For a Space or local runtime with a separately provided GGUF text model, set:
OBJECTVERSE_TEXT_BACKEND=llama-cpp
TEXT_MODEL_PATH=/absolute/path/to/text-model.gguf
For a Space runtime that should download the published LoRA v2 GGUF from Hub, set:
OBJECTVERSE_VISION_BACKEND=mock
OBJECTVERSE_TEXT_BACKEND=llama-cpp
TEXT_MODEL_REPO_ID=qqyule/objectverse-diary-qwen15b-lora
TEXT_MODEL_FILENAME=objectverse-diary-qwen15b-lora-v2-q4_k_m.gguf
Do not commit GGUF files or private model paths.
Future Runtime Boundary
The next implementation phase should keep the same pipeline boundary:
- UI calls
src/pipeline.py. src/pipeline.pycalls the configured vision and text runners.- runners return validated Pydantic schemas.
- trace logging records backend metadata and fallback markers.
Do not move model calls into src/ui/layout.py.
Fallback Rules
- VLM unavailable: use manual description and mock/example gallery path.
- llama.cpp unavailable: use mock text generation path and record
text-fallback-to-mock. - invalid model JSON: repair and validate before rendering, then fall back to mock if validation fails.
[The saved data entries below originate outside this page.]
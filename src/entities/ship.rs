use super::rect::{Bounded, Rect};

/// The player's ship. It hugs the right edge of the play area and only
/// moves up and down.
#[derive(Debug, Clone, PartialEq)]
pub struct Ship {
    pub x: f32,
    pub y: f32,
    width: i32,
    height: i32,
    pub moving_up: bool,
    pub moving_down: bool,
}

impl Ship {
    /// Creates a ship centred on the right edge of `area`.
    pub fn new(width: i32, height: i32, area: &Rect) -> Self {
        let mut ship = Self {
            x: 0.0,
            y: 0.0,
            width,
            height,
            moving_up: false,
            moving_down: false,
        };
        ship.center_ship(area);
        ship
    }

    pub fn center_ship(&mut self, area: &Rect) {
        self.x = (area.right() - self.width) as f32;
        self.y = (area.top() + (area.height - self.height) / 2) as f32;
    }

    /// Applies the held movement flags, then keeps the ship inside `area`.
    pub fn update(&mut self, speed: f32, area: &Rect) {
        if self.moving_up {
            self.y -= speed;
        }
        if self.moving_down {
            self.y += speed;
        }

        let min_y = area.top() as f32;
        let max_y = (area.bottom() - self.height).max(area.top()) as f32;
        self.y = self.y.clamp(min_y, max_y);
    }

    pub fn stop(&mut self) {
        self.moving_up = false;
        self.moving_down = false;
    }

    /// Point projectiles leave from: the middle of the ship's left side.
    pub fn muzzle(&self) -> (f32, f32) {
        (self.x, self.y + self.height as f32 / 2.0)
    }
}

impl Bounded for Ship {
    fn rect(&self) -> Rect {
        Rect::from_position(self.x, self.y, self.width, self.height)
    }
}
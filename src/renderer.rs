use crate::entities::{Alien, Bounded, GameState, Projectile, Rect as WorldRect, Ship};
use crate::game::Game;
use crate::stats::GameStats;
use rand::Rng;
use ratatui::{
    Frame,
    buffer::Buffer,
    layout::{Alignment, Rect},
    style::{Color, Modifier, Style, Stylize},
    text::{Line, Span},
    widgets::{Block, Borders, Clear, Paragraph},
};

const PLAY_BUTTON_WIDTH: u16 = 20;
const PLAY_BUTTON_HEIGHT: u16 = 3;

/// View struct that holds all game state needed for rendering
pub struct RenderView<'a> {
    pub game_state: GameState,
    pub ship: &'a Ship,
    pub aliens: &'a [Alien],
    pub projectiles: &'a [Projectile],
    pub stats: &'a GameStats,
    /// Play area in world units
    pub world: WorldRect,
    pub frame_count: u64,
    pub area: Rect,
    pub fps: u32,
}

impl<'a> RenderView<'a> {
    pub fn from_game(game: &'a Game, area: Rect, frame_count: u64, fps: u32) -> Self {
        Self {
            game_state: game.state(),
            ship: game.ship(),
            aliens: game.aliens(),
            projectiles: game.projectiles(),
            stats: game.stats(),
            world: game.area(),
            frame_count,
            area,
            fps,
        }
    }
}

/// Handles all rendering responsibilities for the game
#[derive(Debug, Default)]
pub struct GameRenderer {}

impl GameRenderer {
    /// Creates a new GameRenderer
    pub fn new() -> Self {
        Self {}
    }

    /// Where the Play button sits for a terminal of size `area`. Shared by
    /// drawing and mouse hit testing.
    pub fn play_button_area(area: Rect) -> Rect {
        let width = PLAY_BUTTON_WIDTH.min(area.width);
        let height = PLAY_BUTTON_HEIGHT.min(area.height);
        Rect {
            x: area.x + (area.width - width) / 2,
            y: area.y + (area.height - height) / 2,
            width,
            height,
        }
    }

    /// The bordered play field between the HUD row and the controls row
    pub fn play_field(area: Rect) -> Rect {
        Rect {
            x: area.x,
            y: area.y.saturating_add(1),
            width: area.width,
            height: area.height.saturating_sub(2),
        }
    }

    /// Main render method that dispatches to state-specific renderers
    pub fn render(&self, frame: &mut Frame, view: &RenderView) {
        self.render_game(frame, view);
        match view.game_state {
            GameState::Active => {}
            GameState::LifeLost { .. } => self.render_life_lost(frame, view),
            GameState::Paused => self.render_paused(frame, view),
            GameState::Inactive => self.render_title(frame, view),
            GameState::GameOver => self.render_game_over(frame, view),
        }
    }

    /// Renders the board, the HUD and the controls hint
    fn render_game(&self, frame: &mut Frame, view: &RenderView) {
        let area = view.area;

        let field = Self::play_field(area);
        let block = Block::default()
            .borders(Borders::ALL)
            .border_style(Style::default().fg(Color::DarkGray));
        let game_area = block.inner(field);
        frame.render_widget(block, field);

        let buffer = frame.buffer_mut();

        // Render stars (simple background)
        if view.frame_count % 10 < 5 && game_area.width > 0 {
            let mut rng = rand::rng();
            for y in game_area.top()..game_area.bottom() {
                if rng.random_bool(0.05) {
                    let x = game_area.x + rng.random_range(0..game_area.width);
                    buffer.set_string(x, y, ".", Style::default().fg(Color::DarkGray));
                }
            }
        }

        for alien in view.aliens {
            if let Some(cells) = project(alien.rect(), view.world, game_area) {
                fill(
                    buffer,
                    cells,
                    "▓",
                    Style::default()
                        .fg(Color::LightGreen)
                        .add_modifier(Modifier::BOLD),
                );
            }
        }

        for projectile in view.projectiles {
            if let Some(cells) = project(projectile.rect(), view.world, game_area) {
                fill(buffer, cells, "═", Style::default().fg(Color::Yellow));
            }
        }

        if let Some(cells) = project(view.ship.rect(), view.world, game_area) {
            let color = if matches!(view.game_state, GameState::LifeLost { .. }) {
                Color::Red
            } else {
                Color::Cyan
            };
            fill(
                buffer,
                cells,
                "█",
                Style::default().fg(color).add_modifier(Modifier::BOLD),
            );
        }

        self.render_hud(frame, view);

        // Controls hint at bottom
        let controls = Line::from(vec![Span::styled(
            "[W/S or Arrows: Move] [Space: Fire] [P: Pause] [Q: Quit]",
            Style::default().fg(Color::DarkGray),
        )]);

        let controls_area = Rect {
            x: area.x + 1,
            y: area.y + area.height.saturating_sub(1),
            width: area.width.saturating_sub(2),
            height: area.height.min(1),
        };

        frame.render_widget(Paragraph::new(controls).centered(), controls_area);
    }

    fn render_hud(&self, frame: &mut Frame, view: &RenderView) {
        let area = view.area;
        let label = Style::default().fg(Color::DarkGray);
        let value = |color: Color| Style::default().fg(color).add_modifier(Modifier::BOLD);

        let hud_area = Rect {
            x: area.x + 1,
            y: area.y,
            width: area.width.saturating_sub(2),
            height: area.height.min(1),
        };

        let ships = "◀".repeat(view.stats.ships_left as usize);
        let left = Line::from(vec![
            Span::styled("Ships: ", label),
            Span::styled(ships, value(Color::Cyan)),
            Span::styled("  Level: ", label),
            Span::styled(view.stats.level.to_string(), value(Color::Magenta)),
        ]);
        frame.render_widget(Paragraph::new(left), hud_area);

        let center = Line::from(vec![
            Span::styled("Hi Score: ", label),
            Span::styled(format_score(view.stats.hi_score), value(Color::Yellow)),
        ]);
        frame.render_widget(Paragraph::new(center).centered(), hud_area);

        let right = Line::from(vec![
            Span::styled("Max: ", label),
            Span::styled(format_score(view.stats.max_score), value(Color::White)),
            Span::styled("  Score: ", label),
            Span::styled(format_score(view.stats.score), value(Color::Yellow)),
            Span::styled("  FPS: ", label),
            Span::styled(view.fps.to_string(), value(Color::White)),
        ]);
        frame.render_widget(Paragraph::new(right).right_aligned(), hud_area);
    }

    /// Title and Play button shown before the first game
    fn render_title(&self, frame: &mut Frame, view: &RenderView) {
        let button = Self::play_button_area(view.area);

        let title_area = Rect {
            x: view.area.x,
            y: button.y.saturating_sub(2),
            width: view.area.width,
            height: view.area.height.min(1),
        };
        frame.render_widget(
            Paragraph::new(Line::from("ALIEN INVASION").centered().bold().red()),
            title_area,
        );

        self.render_play_button(frame, button);
        self.render_button_hint(frame, view.area, button, "Click Play or press Enter");
    }

    /// Renders the pause screen with overlay
    fn render_paused(&self, frame: &mut Frame, view: &RenderView) {
        let area = view.area;
        let pause_text = vec![
            Line::from(""),
            Line::from("PAUSED").centered().bold().yellow(),
            Line::from(""),
            Line::from("Press P to resume").centered().white(),
        ];

        let pause_area = centered(area, 30, 6);
        frame.render_widget(Clear, pause_area);
        frame.render_widget(
            Paragraph::new(pause_text)
                .block(
                    Block::default()
                        .borders(Borders::ALL)
                        .border_style(Style::default().fg(Color::Yellow)),
                )
                .alignment(Alignment::Center),
            pause_area,
        );
    }

    fn render_life_lost(&self, frame: &mut Frame, view: &RenderView) {
        let banner = centered(view.area, 20, 1);
        frame.render_widget(
            Paragraph::new(Line::from("SHIP LOST").centered().bold().red()),
            banner,
        );
    }

    /// Renders the game over box above the Play button
    fn render_game_over(&self, frame: &mut Frame, view: &RenderView) {
        let area = view.area;
        let button = Self::play_button_area(area);

        let game_over_text = vec![
            Line::from("GAME OVER!").centered().red().bold(),
            Line::from(""),
            Line::from(format!("Final Score: {}", format_score(view.stats.score)))
                .centered()
                .yellow()
                .bold(),
            Line::from(format!("Level Reached: {}", view.stats.level))
                .centered()
                .cyan()
                .bold(),
            Line::from(format!("Hi Score: {}", format_score(view.stats.hi_score)))
                .centered()
                .white(),
        ];

        let width = 34u16.min(area.width);
        let height: u16 = 7;
        let box_area = Rect {
            x: area.x + (area.width - width) / 2,
            y: button.y.saturating_sub(height),
            width,
            height: height.min(button.y.saturating_sub(area.y)),
        };

        frame.render_widget(Clear, box_area);
        frame.render_widget(
            Paragraph::new(game_over_text)
                .block(
                    Block::default()
                        .borders(Borders::ALL)
                        .border_style(Style::default().fg(Color::Red)),
                )
                .alignment(Alignment::Center),
            box_area,
        );

        self.render_play_button(frame, button);
        self.render_button_hint(frame, area, button, "Press R to restart, Q to quit");
    }

    fn render_play_button(&self, frame: &mut Frame, button: Rect) {
        frame.render_widget(Clear, button);
        frame.render_widget(
            Paragraph::new(Line::from("Play").centered().bold())
                .style(Style::default().fg(Color::White).bg(Color::Green))
                .block(
                    Block::default()
                        .borders(Borders::ALL)
                        .border_style(Style::default().fg(Color::White).bg(Color::Green)),
                ),
            button,
        );
    }

    fn render_button_hint(&self, frame: &mut Frame, area: Rect, button: Rect, hint: &str) {
        let hint_area = Rect {
            x: area.x,
            y: button.bottom(),
            width: area.width,
            height: 1,
        }
        .intersection(area);
        frame.render_widget(
            Paragraph::new(Line::from(hint.to_string()).centered().white()),
            hint_area,
        );
    }
}

/// Formats a score with thousands separators, e.g. `12,400`
pub fn format_score(score: u32) -> String {
    let digits = score.to_string();
    let mut formatted = String::with_capacity(digits.len() + digits.len() / 3);
    for (i, digit) in digits.chars().enumerate() {
        if i > 0 && (digits.len() - i) % 3 == 0 {
            formatted.push(',');
        }
        formatted.push(digit);
    }
    formatted
}

/// A `width` x `height` rect centred in `area`, clipped to it
fn centered(area: Rect, width: u16, height: u16) -> Rect {
    let width = width.min(area.width);
    let height = height.min(area.height);
    Rect {
        x: area.x + (area.width - width) / 2,
        y: area.y + (area.height - height) / 2,
        width,
        height,
    }
}

/// Maps a world rectangle onto terminal cells inside `field`. Anything
/// visible covers at least one cell.
fn project(rect: WorldRect, world: WorldRect, field: Rect) -> Option<Rect> {
    if world.width <= 0 || world.height <= 0 || field.width == 0 || field.height == 0 {
        return None;
    }
    let sx = field.width as f32 / world.width as f32;
    let sy = field.height as f32 / world.height as f32;

    let x0 = ((rect.left() - world.left()) as f32 * sx).floor().max(0.0);
    let x1 = ((rect.right() - world.left()) as f32 * sx)
        .ceil()
        .min(field.width as f32);
    let y0 = ((rect.top() - world.top()) as f32 * sy).floor().max(0.0);
    let y1 = ((rect.bottom() - world.top()) as f32 * sy)
        .ceil()
        .min(field.height as f32);
    if x1 <= x0 || y1 <= y0 {
        return None;
    }

    Some(Rect {
        x: field.x + x0 as u16,
        y: field.y + y0 as u16,
        width: (x1 - x0) as u16,
        height: (y1 - y0) as u16,
    })
}

fn fill(buffer: &mut Buffer, cells: Rect, symbol: &str, style: Style) {
    let line = symbol.repeat(cells.width as usize);
    for y in cells.top()..cells.bottom() {
        buffer.set_string(cells.x, y, &line, style);
    }
}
- private input: anonymize trace text before saving public traces.
Trace fallback markers:
mock-runtime: default mock vision and mock text runtime.mock-text-runtime: real or configured vision path with mock text generation.mock-vision-runtime: mock vision with a configured non-mock text backend.vision-fallback-to-mock: MiniCPM-V failed or returned invalid JSON, so mock object understanding was used.text-fallback-to-mock: llama.cpp was configured but unavailable, invalid, or unable to return schema-valid JSON.